START DATASET RECORDS

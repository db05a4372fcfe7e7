//! 2D vector math used by every piece of chain geometry
//!
//! `NVec2` is a plain nalgebra vector, so component-wise add/subtract come
//! straight from nalgebra's operator impls. This module only adds the
//! rotation kernel the circles need.

use nalgebra::{Rotation2, Vector2};

pub type NVec2 = Vector2<f64>;

/// Degrees -> radians
pub fn to_radians(degrees: f64) -> f64 {
    degrees * std::f64::consts::PI / 180.0
}

/// Rotate `point` about `pivot` by `degrees` (counter-clockwise in a y-up frame,
/// clockwise on a y-down screen)
///
/// The point is moved into pivot-relative coordinates, rotated, and moved back,
/// so `|point - pivot|` is unchanged
pub fn rotate_about(point: &NVec2, pivot: &NVec2, degrees: f64) -> NVec2 {
    let rotation = Rotation2::new(to_radians(degrees));
    rotation * (point - pivot) + pivot
}

/// Unit vector pointing at `degrees`
pub fn direction(degrees: f64) -> NVec2 {
    let theta = to_radians(degrees);
    NVec2::new(theta.cos(), theta.sin())
}
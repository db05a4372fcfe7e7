//! Configuration types for loading chain scenarios from YAML.
//!
//! This module defines a thin, `serde`-deserializable representation of a
//! scenario. A scenario consists of:
//!
//! - [`WindowConfig`]    – window size, title, background and frame rate
//! - [`ChainConfig`]     – chain length, anchor circle and layout seed
//! - [`StyleConfig`]     – colors used to draw the chain
//! - [`AnimationConfig`] – per-frame rotation step and state dumping
//! - [`ScenarioConfig`]  – top-level wrapper used to load a scenario from YAML
//!
//! Every section and every field has a default, so an empty file is a valid
//! scenario (the classic five-circle chain in a 1366x768 window).
//!
//! # YAML format
//!
//! ```yaml
//! window:
//!   width: 1366
//!   height: 768
//!   title: "circles"
//!   background: [0, 0, 0]      # rgb or rgba
//!   target_fps: 60
//!
//! chain:
//!   length: 5
//!   initial_radius: 192.0      # defaults to min(width, height) / 4
//!   initial_center: [683, 384] # defaults to the window center
//!   border: 1.0
//!   seed: 42                   # omit for a time-based seed
//!
//! style:
//!   fill: [130, 130, 130]
//!   border: [255, 255, 255]
//!   link: [0, 0, 0]
//!   marker: [230, 41, 55]
//!   marker_radius: 3.0
//!
//! animation:
//!   angle_step: 1.0            # degrees per frame for link 1
//!   dump: false                # log every link center each frame
//! ```
//!
//! The scenario builder then maps this configuration into the runtime
//! [`Scenario`](crate::simulation::scenario::Scenario).

use serde::Deserialize;

use crate::simulation::render::Rgba;

/// Window and frame loop settings
#[derive(Deserialize, Debug, Clone, PartialEq)]
#[serde(default)]
pub struct WindowConfig {
    pub width: u32,         // window width in pixels
    pub height: u32,        // window height in pixels
    pub title: String,      // window title
    pub background: Rgba,   // clear color
    pub target_fps: f64,    // animation frames per second
}

impl Default for WindowConfig {
    fn default() -> Self {
        Self {
            width: 1366,
            height: 768,
            title: "circles".to_string(),
            background: Rgba::BLACK,
            target_fps: 60.0,
        }
    }
}

/// Chain layout
#[derive(Deserialize, Debug, Clone, PartialEq)]
#[serde(default)]
pub struct ChainConfig {
    pub length: usize,                  // number of circles, anchor included
    pub initial_radius: Option<f64>,    // anchor radius, `None` -> min(width, height) / 4
    pub initial_center: Option<[f64; 2]>, // anchor center in screen pixels, `None` -> window center
    pub border: f64,                    // border thickness of every circle
    pub seed: Option<u64>,              // layout seed, `None` -> derived from the clock
}

impl Default for ChainConfig {
    fn default() -> Self {
        Self {
            length: 5,
            initial_radius: None,
            initial_center: None,
            border: 1.0,
            seed: None,
        }
    }
}

/// Drawing colors, each falling back to the built-in style when omitted
#[derive(Deserialize, Debug, Clone, Default, PartialEq)]
#[serde(default)]
pub struct StyleConfig {
    pub fill: Option<Rgba>,
    pub border: Option<Rgba>,
    pub link: Option<Rgba>,
    pub marker: Option<Rgba>,
    pub marker_radius: Option<f64>,
}

/// Animation settings
#[derive(Deserialize, Debug, Clone, PartialEq)]
#[serde(default)]
pub struct AnimationConfig {
    pub angle_step: f64, // degrees per frame, link i turns i times this
    pub dump: bool,      // log the chain every frame
}

impl Default for AnimationConfig {
    fn default() -> Self {
        Self {
            angle_step: 1.0,
            dump: false,
        }
    }
}

/// Top-level scenario configuration loaded from YAML.
#[derive(Deserialize, Debug, Clone, Default, PartialEq)]
#[serde(default)]
pub struct ScenarioConfig {
    pub window: WindowConfig,       // window and frame rate
    pub chain: ChainConfig,         // chain layout
    pub style: StyleConfig,         // colors
    pub animation: AnimationConfig, // per-frame rotation
}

END DATASET RECORDS

** DIRECTIONS FOR THIS TASK **
An exact copy of every entry is what's needed, so retype them all.

** SOLUTION **
repository db05a4372fcfe7e7
//! 2D vector math used by every piece of chain geometry
//!
//! `NVec2` is a plain nalgebra vector, so component-wise add/subtract come
//! straight from nalgebra's operator impls. This module only adds the
//! rotation kernel the circles need.

use nalgebra::{Rotation2, Vector2};

pub type NVec2 = Vector2<f64>;

/// Degrees -> radians
pub fn to_radians(degrees: f64) -> f64 {
    degrees * std::f64::consts::PI / 180.0
}

/// Rotate `point` about `pivot` by `degrees` (counter-clockwise in a y-up frame,
/// clockwise on a y-down screen)
///
/// The point is moved into pivot-relative coordinates, rotated, and moved back,
/// so `|point - pivot|` is unchanged
pub fn rotate_about(point: &NVec2, pivot: &NVec2, degrees: f64) -> NVec2 {
    let rotation = Rotation2::new(to_radians(degrees));
    rotation * (point - pivot) + pivot
}

/// Unit vector pointing at `degrees`
pub fn direction(degrees: f64) -> NVec2 {
    let theta = to_radians(degrees);
    NVec2::new(theta.cos(), theta.sin())
}
repository db05a4372fcfe7e7
//! Configuration types for loading chain scenarios from YAML.
//!
//! This module defines a thin, `serde`-deserializable representation of a
//! scenario. A scenario consists of:
//!
//! - [`WindowConfig`]    – window size, title, background and frame rate
//! - [`ChainConfig`]     – chain length, anchor circle and layout seed
//! - [`StyleConfig`]     – colors used to draw the chain
//! - [`AnimationConfig`] – per-frame rotation step and state dumping
//! - [`ScenarioConfig`]  – top-level wrapper used to load a scenario from YAML
//!
//! Every section and every field has a default, so an empty file is a valid
//! scenario (the classic five-circle chain in a 1366x768 window).
//!
//! # YAML format
//!
//! ```yaml
//! window:
//!   width: 1366
//!   height: 768
//!   title: "circles"
//!   background: [0, 0, 0]      # rgb or rgba
//!   target_fps: 60
//!
//! chain:
//!   length: 5
//!   initial_radius: 192.0      # defaults to min(width, height) / 4
//!   initial_center: [683, 384] # defaults to the window center
//!   border: 1.0
//!   seed: 42                   # omit for a time-based seed
//!
//! style:
//!   fill: [130, 130, 130]
//!   border: [255, 255, 255]
//!   link: [0, 0, 0]
//!   marker: [230, 41, 55]
//!   marker_radius: 3.0
//!
//! animation:
//!   angle_step: 1.0            # degrees per frame for link 1
//!   dump: false                # log every link center each frame
//! ```
//!
//! The scenario builder then maps this configuration into the runtime
//! [`Scenario`](crate::simulation::scenario::Scenario).

use serde::Deserialize;

use crate::simulation::render::Rgba;

/// Window and frame loop settings
#[derive(Deserialize, Debug, Clone, PartialEq)]
#[serde(default)]
pub struct WindowConfig {
    pub width: u32,         // window width in pixels
    pub height: u32,        // window height in pixels
    pub title: String,      // window title
    pub background: Rgba,   // clear color
    pub target_fps: f64,    // animation frames per second
}

impl Default for WindowConfig {
    fn default() -> Self {
        Self {
            width: 1366,
            height: 768,
            title: "circles".to_string(),
            background: Rgba::BLACK,
            target_fps: 60.0,
        }
    }
}

/// Chain layout
#[derive(Deserialize, Debug, Clone, PartialEq)]
#[serde(default)]
pub struct ChainConfig {
    pub length: usize,                  // number of circles, anchor included
    pub initial_radius: Option<f64>,    // anchor radius, `None` -> min(width, height) / 4
    pub initial_center: Option<[f64; 2]>, // anchor center in screen pixels, `None` -> window center
    pub border: f64,                    // border thickness of every circle
    pub seed: Option<u64>,              // layout seed, `None` -> derived from the clock
}

impl Default for ChainConfig {
    fn default() -> Self {
        Self {
            length: 5,
            initial_radius: None,
            initial_center: None,
            border: 1.0,
            seed: None,
        }
    }
}

/// Drawing colors, each falling back to the built-in style when omitted
#[derive(Deserialize, Debug, Clone, Default, PartialEq)]
#[serde(default)]
pub struct StyleConfig {
    pub fill: Option<Rgba>,
    pub border: Option<Rgba>,
    pub link: Option<Rgba>,
    pub marker: Option<Rgba>,
    pub marker_radius: Option<f64>,
}

/// Animation settings
#[derive(Deserialize, Debug, Clone, PartialEq)]
#[serde(default)]
pub struct AnimationConfig {
    pub angle_step: f64, // degrees per frame, link i turns i times this
    pub dump: bool,      // log the chain every frame
}

impl Default for AnimationConfig {
    fn default() -> Self {
        Self {
            angle_step: 1.0,
            dump: false,
        }
    }
}

/// Top-level scenario configuration loaded from YAML.
#[derive(Deserialize, Debug, Clone, Default, PartialEq)]
#[serde(default)]
pub struct ScenarioConfig {
    pub window: WindowConfig,       // window and frame rate
    pub chain: ChainConfig,         // chain layout
    pub style: StyleConfig,         // colors
    pub animation: AnimationConfig, // per-frame rotation
}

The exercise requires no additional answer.